Alyssa draws her flashlight back over her shoulder, ready to strike with a quick overhand blow.
“Get away from her, you bitch!” she says. She edges forward, warily, her eyes hot and dry in their sockets as she watches for any movement from the strange woman.
The woman raises her hands, drawing the hood back from her face. Her skin is milk pale, her mouth black with blood. Golden eyes burn in the dark, something scornful and hungry about the twist of her lips.
“Peace, woman,” she says, her voice measured with the melodious tones of a woman taught to speak in dead dialects.
She kneels in the snow, the backs of her fingers briefly brushing over the pulse in Grace’s neck. Her chest rises as she takes a deep breath, her glowing eyes fixed on the dark, sticky puddle slowly spreading out from under Grace’s wounded shoulder.
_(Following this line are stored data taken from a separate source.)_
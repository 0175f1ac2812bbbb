use crate::config::ServerConfig;
use crate::wire::{CreateUserBody, NameFilter, UserBody};
use axum::{
    extract::{Path, Query, State},
    http::StatusCode,
    response::{IntoResponse, Json, Response},
    routing::get,
    Router,
};
use roster_registry::{RegistryError, UserRegistry};
use roster_types::UserId;
use std::sync::Arc;

type SharedRegistry = Arc<UserRegistry>;

/// Error returned by handlers. Rendered as a bare status code.
#[derive(Debug)]
pub struct ApiError(RegistryError);

impl From<RegistryError> for ApiError {
    fn from(err: RegistryError) -> Self {
        Self(err)
    }
}

impl IntoResponse for ApiError {
    fn into_response(self) -> Response {
        match self.0 {
            RegistryError::NotFound(_) => StatusCode::NOT_FOUND.into_response(),
        }
    }
}

async fn create_user(
    State(registry): State<SharedRegistry>,
    Json(body): Json<CreateUserBody>,
) -> Json<UserBody> {
    Json(registry.create(body.into()).await.into())
}

async fn list_users(State(registry): State<SharedRegistry>) -> Json<Vec<UserBody>> {
    Json(registry.list_all().await.into_iter().map(UserBody::from).collect())
}

async fn get_user(
    State(registry): State<SharedRegistry>,
    Path(id): Path<i64>,
) -> Result<Json<UserBody>, ApiError> {
    let user = registry.get_by_id(UserId::new(id)).await?;
    Ok(Json(user.into()))
}

async fn filter_users(
    State(registry): State<SharedRegistry>,
    Query(filter): Query<NameFilter>,
) -> Json<Vec<UserBody>> {
    let users = registry.filter_by_name(&filter.name).await;
    Json(users.into_iter().map(UserBody::from).collect())
}

async fn delete_user(
    State(registry): State<SharedRegistry>,
    Path(id): Path<i64>,
) -> Result<StatusCode, ApiError> {
    registry.delete_by_id(UserId::new(id)).await?;
    Ok(StatusCode::NO_CONTENT)
}

/// Build the HTTP API router around the given registry.
pub fn build_router(registry: SharedRegistry, config: &ServerConfig) -> Router {
    let users = Router::new()
        .route("/users", get(list_users).post(create_user))
        .route("/users/filter", get(filter_users))
        .route("/users/{id}", get(get_user).delete(delete_user))
        .with_state(registry);

    let base = config.base_path();
    if base.is_empty() {
        users
    } else {
        Router::new().nest(&base, users)
    }
}
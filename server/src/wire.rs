//! JSON representation of users, version 1.
//!
//! Kept apart from the domain types so the wire format can evolve
//! without touching the registry.

use roster_types::{NewUser, User};
use serde::{Deserialize, Serialize};

/// A stored user as sent to clients.
#[derive(Serialize, Deserialize, Clone, Debug, PartialEq, Eq)]
pub struct UserBody {
    pub id: i64,
    pub name: String,
    pub email: String,
}

impl From<&User> for UserBody {
    fn from(user: &User) -> Self {
        Self {
            id: user.id.get(),
            name: user.name.clone(),
            email: user.email.clone(),
        }
    }
}

impl From<User> for UserBody {
    fn from(user: User) -> Self {
        Self {
            id: user.id.get(),
            name: user.name,
            email: user.email,
        }
    }
}

/// Request body for creating a user.
///
/// Any `id` sent by the client is ignored. Absent or `null` fields become
/// empty strings; nothing is validated.
#[derive(Serialize, Deserialize, Clone, Debug, Default, PartialEq, Eq)]
pub struct CreateUserBody {
    #[serde(default)]
    pub name: Option<String>,
    #[serde(default)]
    pub email: Option<String>,
}

impl From<CreateUserBody> for NewUser {
    fn from(body: CreateUserBody) -> Self {
        NewUser::new(body.name.unwrap_or_default(), body.email.unwrap_or_default())
    }
}

/// Query string of the name filter route.
#[derive(Deserialize, Debug)]
pub struct NameFilter {
    pub name: String,
}
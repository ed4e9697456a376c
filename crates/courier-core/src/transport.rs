//! The boundary between the pipeline and the component doing network I/O

use crate::cancel::CancelToken;
use crate::config::{ProgressHandler, ResponseType};
use crate::error::BoxError;
use crate::headers::Headers;
use crate::payload::Payload;
use async_trait::async_trait;
use std::fmt;
use thiserror::Error;

/// Diagnostic handle describing the request a transport was asked to send.
#[derive(Debug, Clone, PartialEq, Eq)]
pub struct RequestInfo {
    pub method: String,
    pub url: String,
}

/// A fully resolved request, ready for the wire.
#[derive(Clone)]
pub struct TransportRequest {
    /// Upper-case verb.
    pub method: String,
    pub url: String,
    pub headers: Headers,
    pub body: Option<Payload>,
    pub response_type: ResponseType,
    /// `0` means no timeout.
    pub timeout_ms: u64,
    pub with_credentials: bool,
    pub on_upload_progress: Option<ProgressHandler>,
    pub on_download_progress: Option<ProgressHandler>,
    pub cancel_token: Option<CancelToken>,
}

impl TransportRequest {
    pub fn info(&self) -> RequestInfo {
        RequestInfo {
            method: self.method.clone(),
            url: self.url.clone(),
        }
    }
}

impl fmt::Debug for TransportRequest {
    fn fmt(&self, f: &mut fmt::Formatter<'_>) -> fmt::Result {
        f.debug_struct("TransportRequest")
            .field("method", &self.method)
            .field("url", &self.url)
            .field("headers", &self.headers.len())
            .field("has_body", &self.body.is_some())
            .field("response_type", &self.response_type)
            .field("timeout_ms", &self.timeout_ms)
            .finish_non_exhaustive()
    }
}

/// What a transport hands back: raw status, lower-cased headers and a body
/// decoded according to the requested [`ResponseType`].
#[derive(Debug, Clone, PartialEq)]
pub struct TransportResponse {
    pub status: u16,
    pub status_text: String,
    pub headers: Headers,
    pub data: Option<Payload>,
}

#[derive(Debug, Error)]
pub enum TransportError {
    #[error("network failure: {message}")]
    Network {
        message: String,
        #[source]
        source: Option<BoxError>,
    },

    #[error("timed out after {0} ms")]
    Timeout(u64),

    #[error("request aborted")]
    Aborted,
}

impl TransportError {
    pub fn network(message: impl Into<String>) -> Self {
        TransportError::Network {
            message: message.into(),
            source: None,
        }
    }

    pub fn network_with_source(message: impl Into<String>, source: impl Into<BoxError>) -> Self {
        TransportError::Network {
            message: message.into(),
            source: Some(source.into()),
        }
    }
}

/// Performs the network call for a resolved request.
///
/// Implementations should stop work and return [`TransportError::Aborted`]
/// once `cancel_token` fires. The dispatcher also races the call against the
/// token, so a transport that ignores it is still interrupted.
#[async_trait]
pub trait Transport: Send + Sync {
    async fn send(&self, request: TransportRequest) -> Result<TransportResponse, TransportError>;
}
“We must take her to my mother. She is skilled in the art of healing.”
“Hey, don’t touch her - ” Alyssa begins.
The strange woman ignores her, scooping up Grace’s limp form as if she weighs hardly anything at all. She meets Alyssa’s hard gaze with a lazy smile.
“I am faster and know the way. You are too slow. I will send someone to fetch you and bring you to the castle.”
Alyssa considers for a split second, acutely aware of the urgency of Grace’s condition. She runs her eyes over her daughter’s blanched face and gives a clipped nod. “Who are you?”
That lazy smile, those golden eyes dancing as if deeply amused by the drama of the situation. “I am Bela.”
And then she is gone, and Grace with her.